Segment Start: MATERIAL FOR THIS EXERCISE

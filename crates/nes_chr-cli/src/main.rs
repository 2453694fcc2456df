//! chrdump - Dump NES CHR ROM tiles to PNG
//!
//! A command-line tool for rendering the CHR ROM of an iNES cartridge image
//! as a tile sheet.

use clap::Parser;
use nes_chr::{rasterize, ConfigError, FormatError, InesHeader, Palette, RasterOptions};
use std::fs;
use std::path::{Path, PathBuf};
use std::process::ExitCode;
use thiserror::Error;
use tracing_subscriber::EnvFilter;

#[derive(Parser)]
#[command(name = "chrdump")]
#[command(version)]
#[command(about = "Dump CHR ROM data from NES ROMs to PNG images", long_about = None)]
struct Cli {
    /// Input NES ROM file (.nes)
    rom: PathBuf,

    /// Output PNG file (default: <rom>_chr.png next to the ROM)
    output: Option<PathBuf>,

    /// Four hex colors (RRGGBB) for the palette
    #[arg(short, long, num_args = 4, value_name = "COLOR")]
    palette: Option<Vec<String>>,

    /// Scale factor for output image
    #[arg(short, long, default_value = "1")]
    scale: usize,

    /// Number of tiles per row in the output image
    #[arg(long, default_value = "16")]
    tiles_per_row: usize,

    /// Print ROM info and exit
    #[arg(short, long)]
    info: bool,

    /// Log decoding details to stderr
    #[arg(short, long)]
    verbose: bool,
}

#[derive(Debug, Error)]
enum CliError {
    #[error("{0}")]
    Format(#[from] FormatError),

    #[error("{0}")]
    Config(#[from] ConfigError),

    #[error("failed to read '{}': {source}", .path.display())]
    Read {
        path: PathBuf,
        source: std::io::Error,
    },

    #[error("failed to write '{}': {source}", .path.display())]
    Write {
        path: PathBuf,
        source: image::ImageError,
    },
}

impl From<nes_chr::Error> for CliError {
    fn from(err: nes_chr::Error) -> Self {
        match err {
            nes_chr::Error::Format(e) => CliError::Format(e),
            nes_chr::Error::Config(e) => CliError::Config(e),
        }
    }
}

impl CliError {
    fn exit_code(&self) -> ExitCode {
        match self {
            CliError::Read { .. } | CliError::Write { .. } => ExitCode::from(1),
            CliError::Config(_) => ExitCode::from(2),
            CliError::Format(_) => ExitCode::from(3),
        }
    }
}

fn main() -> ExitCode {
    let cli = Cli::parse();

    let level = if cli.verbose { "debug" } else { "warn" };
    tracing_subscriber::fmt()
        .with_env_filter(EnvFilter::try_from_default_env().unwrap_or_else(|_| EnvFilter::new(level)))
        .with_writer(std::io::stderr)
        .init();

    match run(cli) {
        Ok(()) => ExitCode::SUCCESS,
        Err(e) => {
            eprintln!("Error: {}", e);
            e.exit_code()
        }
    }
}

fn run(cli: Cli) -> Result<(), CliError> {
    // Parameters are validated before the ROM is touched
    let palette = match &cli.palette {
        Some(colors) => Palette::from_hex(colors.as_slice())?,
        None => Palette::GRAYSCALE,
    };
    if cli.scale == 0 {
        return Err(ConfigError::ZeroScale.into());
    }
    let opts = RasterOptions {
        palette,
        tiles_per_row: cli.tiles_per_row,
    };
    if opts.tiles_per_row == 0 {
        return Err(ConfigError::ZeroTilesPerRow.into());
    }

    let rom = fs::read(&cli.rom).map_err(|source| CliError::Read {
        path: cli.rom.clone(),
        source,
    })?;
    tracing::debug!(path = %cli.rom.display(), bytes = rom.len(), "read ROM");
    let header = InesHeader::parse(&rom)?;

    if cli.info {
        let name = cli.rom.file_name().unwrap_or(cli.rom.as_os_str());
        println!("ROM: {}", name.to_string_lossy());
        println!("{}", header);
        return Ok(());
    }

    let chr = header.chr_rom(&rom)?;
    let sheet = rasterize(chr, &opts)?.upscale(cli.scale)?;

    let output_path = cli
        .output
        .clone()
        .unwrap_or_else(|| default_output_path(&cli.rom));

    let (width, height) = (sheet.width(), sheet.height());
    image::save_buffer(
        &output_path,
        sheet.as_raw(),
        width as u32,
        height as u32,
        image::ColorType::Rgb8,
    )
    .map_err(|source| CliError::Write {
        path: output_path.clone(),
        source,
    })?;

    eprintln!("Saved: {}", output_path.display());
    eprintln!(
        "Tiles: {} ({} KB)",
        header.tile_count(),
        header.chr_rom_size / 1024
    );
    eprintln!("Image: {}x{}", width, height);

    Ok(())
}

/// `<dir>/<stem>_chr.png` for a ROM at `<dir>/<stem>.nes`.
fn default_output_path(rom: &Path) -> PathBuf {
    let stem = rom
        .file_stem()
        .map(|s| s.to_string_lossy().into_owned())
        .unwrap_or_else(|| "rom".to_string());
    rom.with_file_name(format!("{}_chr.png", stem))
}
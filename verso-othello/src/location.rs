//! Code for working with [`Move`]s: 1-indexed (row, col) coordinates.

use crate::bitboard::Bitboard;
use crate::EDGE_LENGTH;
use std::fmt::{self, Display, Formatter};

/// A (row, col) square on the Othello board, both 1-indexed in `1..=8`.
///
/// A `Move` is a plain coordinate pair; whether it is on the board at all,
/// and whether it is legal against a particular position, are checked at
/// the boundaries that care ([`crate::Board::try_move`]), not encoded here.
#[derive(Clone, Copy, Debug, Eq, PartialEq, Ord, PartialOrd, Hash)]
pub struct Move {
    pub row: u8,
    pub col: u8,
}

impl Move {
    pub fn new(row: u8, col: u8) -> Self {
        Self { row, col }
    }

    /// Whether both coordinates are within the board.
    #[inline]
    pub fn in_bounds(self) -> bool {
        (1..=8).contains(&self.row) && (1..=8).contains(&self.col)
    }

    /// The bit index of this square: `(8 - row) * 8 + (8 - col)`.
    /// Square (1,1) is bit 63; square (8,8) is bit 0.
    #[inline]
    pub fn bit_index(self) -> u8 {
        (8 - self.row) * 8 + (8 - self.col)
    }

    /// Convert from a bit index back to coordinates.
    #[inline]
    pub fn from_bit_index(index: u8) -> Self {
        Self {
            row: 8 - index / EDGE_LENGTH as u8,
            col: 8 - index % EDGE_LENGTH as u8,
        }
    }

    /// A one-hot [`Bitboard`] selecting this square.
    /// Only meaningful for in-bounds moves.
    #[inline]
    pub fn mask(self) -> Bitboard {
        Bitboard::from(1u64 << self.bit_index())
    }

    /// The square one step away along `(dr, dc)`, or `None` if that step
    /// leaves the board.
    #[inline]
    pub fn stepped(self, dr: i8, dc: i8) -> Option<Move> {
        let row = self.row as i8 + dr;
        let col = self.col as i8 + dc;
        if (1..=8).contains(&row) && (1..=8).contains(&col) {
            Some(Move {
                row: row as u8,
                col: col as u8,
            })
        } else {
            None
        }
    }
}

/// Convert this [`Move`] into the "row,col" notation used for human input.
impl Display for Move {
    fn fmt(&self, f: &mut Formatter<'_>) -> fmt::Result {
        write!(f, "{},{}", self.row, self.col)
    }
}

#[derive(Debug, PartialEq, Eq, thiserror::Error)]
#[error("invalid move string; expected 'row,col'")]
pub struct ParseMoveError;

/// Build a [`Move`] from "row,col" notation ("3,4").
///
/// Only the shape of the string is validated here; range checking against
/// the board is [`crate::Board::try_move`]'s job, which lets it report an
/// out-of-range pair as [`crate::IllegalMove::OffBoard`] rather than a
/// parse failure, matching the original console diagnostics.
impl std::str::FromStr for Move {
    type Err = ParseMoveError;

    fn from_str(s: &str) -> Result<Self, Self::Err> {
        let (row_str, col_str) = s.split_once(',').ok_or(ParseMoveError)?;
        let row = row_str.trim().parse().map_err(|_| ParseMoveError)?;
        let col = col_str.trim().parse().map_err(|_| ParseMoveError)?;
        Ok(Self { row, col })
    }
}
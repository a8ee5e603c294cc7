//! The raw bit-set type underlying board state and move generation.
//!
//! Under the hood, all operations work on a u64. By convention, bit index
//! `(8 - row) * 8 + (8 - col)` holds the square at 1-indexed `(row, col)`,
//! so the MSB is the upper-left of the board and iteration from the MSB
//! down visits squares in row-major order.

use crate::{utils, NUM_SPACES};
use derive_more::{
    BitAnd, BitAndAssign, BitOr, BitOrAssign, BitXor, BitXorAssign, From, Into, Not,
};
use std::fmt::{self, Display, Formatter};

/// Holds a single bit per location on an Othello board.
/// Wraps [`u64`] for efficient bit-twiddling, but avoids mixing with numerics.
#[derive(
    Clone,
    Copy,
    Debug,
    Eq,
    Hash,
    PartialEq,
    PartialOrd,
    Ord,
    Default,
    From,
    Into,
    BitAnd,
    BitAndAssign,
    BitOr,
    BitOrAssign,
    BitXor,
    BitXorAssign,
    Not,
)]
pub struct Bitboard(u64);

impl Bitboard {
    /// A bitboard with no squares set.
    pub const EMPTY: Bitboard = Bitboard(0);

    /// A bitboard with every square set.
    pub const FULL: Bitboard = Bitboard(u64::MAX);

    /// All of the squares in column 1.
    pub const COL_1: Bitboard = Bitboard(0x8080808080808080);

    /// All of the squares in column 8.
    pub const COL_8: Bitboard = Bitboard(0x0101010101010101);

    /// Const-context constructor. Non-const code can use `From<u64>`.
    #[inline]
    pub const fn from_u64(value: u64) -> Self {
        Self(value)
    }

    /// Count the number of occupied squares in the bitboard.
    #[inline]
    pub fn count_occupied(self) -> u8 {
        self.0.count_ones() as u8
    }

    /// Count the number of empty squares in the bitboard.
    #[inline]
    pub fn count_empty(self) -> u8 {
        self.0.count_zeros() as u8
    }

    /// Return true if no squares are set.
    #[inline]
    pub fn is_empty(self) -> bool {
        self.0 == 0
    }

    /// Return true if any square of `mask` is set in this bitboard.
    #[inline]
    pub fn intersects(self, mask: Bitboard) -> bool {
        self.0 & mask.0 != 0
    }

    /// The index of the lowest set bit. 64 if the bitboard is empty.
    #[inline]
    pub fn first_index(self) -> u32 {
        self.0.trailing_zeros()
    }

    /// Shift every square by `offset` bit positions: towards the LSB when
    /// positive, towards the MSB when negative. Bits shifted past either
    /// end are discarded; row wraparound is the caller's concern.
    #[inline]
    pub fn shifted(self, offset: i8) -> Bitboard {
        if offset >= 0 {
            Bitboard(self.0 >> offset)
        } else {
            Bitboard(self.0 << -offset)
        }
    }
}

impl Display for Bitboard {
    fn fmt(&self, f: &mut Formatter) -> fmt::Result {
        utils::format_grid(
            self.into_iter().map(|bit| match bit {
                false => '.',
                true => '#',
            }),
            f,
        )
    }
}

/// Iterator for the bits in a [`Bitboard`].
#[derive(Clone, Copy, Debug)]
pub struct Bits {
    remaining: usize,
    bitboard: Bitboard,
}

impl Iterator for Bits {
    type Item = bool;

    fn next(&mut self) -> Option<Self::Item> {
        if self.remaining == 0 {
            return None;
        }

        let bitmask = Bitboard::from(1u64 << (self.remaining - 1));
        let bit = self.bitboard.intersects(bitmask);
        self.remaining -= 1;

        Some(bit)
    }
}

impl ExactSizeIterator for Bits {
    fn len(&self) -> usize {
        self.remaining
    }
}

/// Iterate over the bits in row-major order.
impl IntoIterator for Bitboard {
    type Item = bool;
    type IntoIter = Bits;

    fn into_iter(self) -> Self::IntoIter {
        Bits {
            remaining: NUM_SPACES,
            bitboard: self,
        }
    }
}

Segment End: MATERIAL FOR THIS EXERCISE

§ WHAT THE EXERCISE ASKS: Print only these lines, please. They run from the start of the entries above to the line containing "use std::fs;", both ends included, and must match exactly.

§ YOUR SOLUTION:
filename crates/nes_chr-cli/src/main.rs
repository 2453694fcc2456df
//! chrdump - Dump NES CHR ROM tiles to PNG
//!
//! A command-line tool for rendering the CHR ROM of an iNES cartridge image
//! as a tile sheet.

use clap::Parser;
use nes_chr::{rasterize, ConfigError, FormatError, InesHeader, Palette, RasterOptions};
use std::fs;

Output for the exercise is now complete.